The Plan includes a retirement savings contribution (RSC) for employees hired, rehired, or transferred from certain positions on or after January 1, 2011 who are not eligible for the Pfizer Consolidated Pension Plan for Employees Resident in Puerto Rico. On May 8, 2012, the Company announced to employees that as of January 1, 2018, the Company will transition its U.S. and Puerto Rico employees from its defined benefit plans to an enhanced defined contribution savings plan. The RSC provides an additional annual employer-provided contribution based on age and service and a participant is 100% vested after 3 years of credited service. In February 2014, the Company funded the RSC for plan year 2013 in the amount of approximately $145,000. In February and April 2015, the Company funded the RSC for plan year 2014 in the amounts of approximately $248,000 and $24,000, respectively, $70,000 of which was funded by the usage of forfeited amounts.

Participant Accounts

Each participant's account is credited with the participant's contributions, allocations of the Company's matching contributions, RSC, and Plan earnings/(losses). Certain investment options are subject to investment manager fees that may be deducted from the participant’s account. Allocations are based on participant earnings/(losses) or account balances, as defined in the Plan.

Vesting

Participants are immediately 100% vested in their contributions and all Company matching contributions with the exception of the RSC. For the RSC, participants are 100% vested after 3 years of credited service.

Forfeited Amounts

Forfeited balances of terminated participants’ nonvested accounts are used to reduce future Company contributions. At December 31, 2014 and 2013, the forfeited amounts available to reduce future Company contributions totaled approximately $77,000 and $70,000, respectively.

Rollovers into the Plan

Participants may elect to rollover one or more account balances from Pfizer sponsored or other qualified plans into the Plan.

 
5

 

Investment Options

Nonparticipant-Directed Funds –

Pfizer Stock
Match Fund
This fund invests Company matching contributions in the common stock of Pfizer Inc.
 
All participants can diversify 100% of their Company matching contributions into any of the other available investment funds at any time after the contributions have been made to their account.
 
The fund targets a cash position of 0.25% of the fund balance for purposes of liquidity. The cash position may vary day to day.
     
Pfizer
Preferred
Stock Fund
This fund holds investments in the preferred stock of Pfizer Inc. which were allocated to participants in the Pharmacia Savings Plan for Employees Resident in Puerto Rico before the merger of that plan into the Plan on December 31, 2009. Dividends paid to a participant’s Pfizer Preferred Stock Fund account are substituted for an allocation of Pfizer Inc. common stock.

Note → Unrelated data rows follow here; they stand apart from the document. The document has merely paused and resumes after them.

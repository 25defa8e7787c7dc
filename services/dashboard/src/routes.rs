use crate::infra::{AppState, ModelSummary};
use axum::http::{header, StatusCode};
use axum::response::IntoResponse;
use axum::routing::get;
use axum::{Extension, Json, Router};
use credit_risk::scoring::{assessment_router, CreditRiskService, InferencePipeline};
use serde_json::json;
use std::sync::Arc;

pub(crate) fn with_dashboard_routes<P>(service: Arc<CreditRiskService<P>>) -> Router
where
    P: InferencePipeline + 'static,
{
    assessment_router(service)
        .route("/health", get(healthcheck))
        .route("/ready", get(readiness_endpoint))
        .route("/metrics", get(metrics_endpoint))
        .route("/api/v1/credit/model", get(model_endpoint))
}

pub(crate) async fn healthcheck() -> Json<serde_json::Value> {
    Json(json!({ "status": "ok" }))
}

pub(crate) async fn readiness_endpoint(Extension(state): Extension<AppState>) -> impl IntoResponse {
    let ready = state.readiness.load(std::sync::atomic::Ordering::Relaxed);
    let status = if ready {
        StatusCode::OK
    } else {
        StatusCode::SERVICE_UNAVAILABLE
    };

    let payload = if ready {
        json!({ "status": "ready" })
    } else {
        json!({ "status": "initializing" })
    };

    (status, Json(payload))
}

pub(crate) async fn metrics_endpoint(Extension(state): Extension<AppState>) -> impl IntoResponse {
    (
        StatusCode::OK,
        [(header::CONTENT_TYPE, "text/plain; version=0.0.4")],
        state.metrics.render(),
    )
}

/// Which artifact is serving predictions, and since when.
pub(crate) async fn model_endpoint(Extension(state): Extension<AppState>) -> Json<ModelSummary> {
    Json(state.model.as_ref().clone())
}

#[cfg(test)]
mod tests {
    use super::*;
    use crate::infra::{load_service, shipped_artifact_path};
    use axum::body::{to_bytes, Body};
    use axum::http::Request;
    use metrics_exporter_prometheus::PrometheusBuilder;
    use std::sync::atomic::{AtomicBool, Ordering};
    use tower::ServiceExt;

    fn test_app(ready: bool) -> Router {
        let (service, summary) = load_service(&shipped_artifact_path()).expect("artifact loads");
        let state = AppState {
            readiness: Arc::new(AtomicBool::new(ready)),
            metrics: Arc::new(PrometheusBuilder::new().build_recorder().handle()),
            model: Arc::new(summary),
        };
        with_dashboard_routes(service).layer(Extension(state))
    }

    async fn get_json(app: Router, uri: &str) -> (StatusCode, serde_json::Value) {
        let response = app
            .oneshot(Request::builder().uri(uri).body(Body::empty()).expect("request"))
            .await
            .expect("router responds");
        let status = response.status();
        let bytes = to_bytes(response.into_body(), usize::MAX)
            .await
            .expect("body");
        (status, serde_json::from_slice(&bytes).expect("json body"))
    }

    #[tokio::test]
    async fn healthcheck_reports_ok() {
        let Json(body) = healthcheck().await;
        assert_eq!(body["status"], "ok");
    }

    #[tokio::test]
    async fn readiness_follows_the_flag() {
        let (status, body) = get_json(test_app(false), "/ready").await;
        assert_eq!(status, StatusCode::SERVICE_UNAVAILABLE);
        assert_eq!(body["status"], "initializing");

        let (status, body) = get_json(test_app(true), "/ready").await;
        assert_eq!(status, StatusCode::OK);
        assert_eq!(body["status"], "ready");
    }

    #[tokio::test]
    async fn model_endpoint_describes_loaded_artifact() {
        let (status, body) = get_json(test_app(true), "/api/v1/credit/model").await;
        assert_eq!(status, StatusCode::OK);
        assert_eq!(body["feature_count"], 42);
        assert_eq!(body["tree_count"], 3);
        assert_eq!(body["probability_threshold"], 0.54);
        assert!(body["source"]
            .as_str()
            .expect("source path")
            .ends_with("credit_risk_model.json"));
    }

    #[tokio::test]
    async fn assessment_routes_are_mounted() {
        let (status, body) = get_json(test_app(true), "/api/v1/credit/feature-importances?limit=3").await;
        assert_eq!(status, StatusCode::OK);
        assert_eq!(body["features"].as_array().expect("features").len(), 3);
        assert_eq!(body["top_feature"]["feature"], "num__Credit amount");
    }

    #[tokio::test]
    async fn readiness_flag_is_shared_with_state() {
        let flag = Arc::new(AtomicBool::new(false));
        let state = AppState {
            readiness: flag.clone(),
            metrics: Arc::new(PrometheusBuilder::new().build_recorder().handle()),
            model: Arc::new(
                load_service(&shipped_artifact_path())
                    .expect("artifact loads")
                    .1,
            ),
        };
        flag.store(true, Ordering::Release);
        let response = readiness_endpoint(Extension(state)).await.into_response();
        assert_eq!(response.status(), StatusCode::OK);
    }
}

Participant-Directed Funds – Each participant in the Plan elects to have his or her contributions invested in any one or combination of investment funds in the Plan. Transfers between funds must be made in whole percentages or dollar amounts. Based on the investment option, certain short-term redemption fees or restrictions may apply. Any contributions for which the participant does not provide investment direction are invested in the participant’s QDIA fund based on the participant’s year of birth.

The Plan's trust agreement provides that any portion of any of the investment funds may, pending its permanent investment or distribution, be invested in short-term investments.

Eligibility

All employees of the Company who are employed within the Commonwealth of Puerto Rico are eligible to enroll in the Plan on their date of hire, except for certain employees who (i) are covered by a collective bargaining agreement and have not negotiated to participate in the Plan or (ii) are employed by a unit not designated for participation in the Plan.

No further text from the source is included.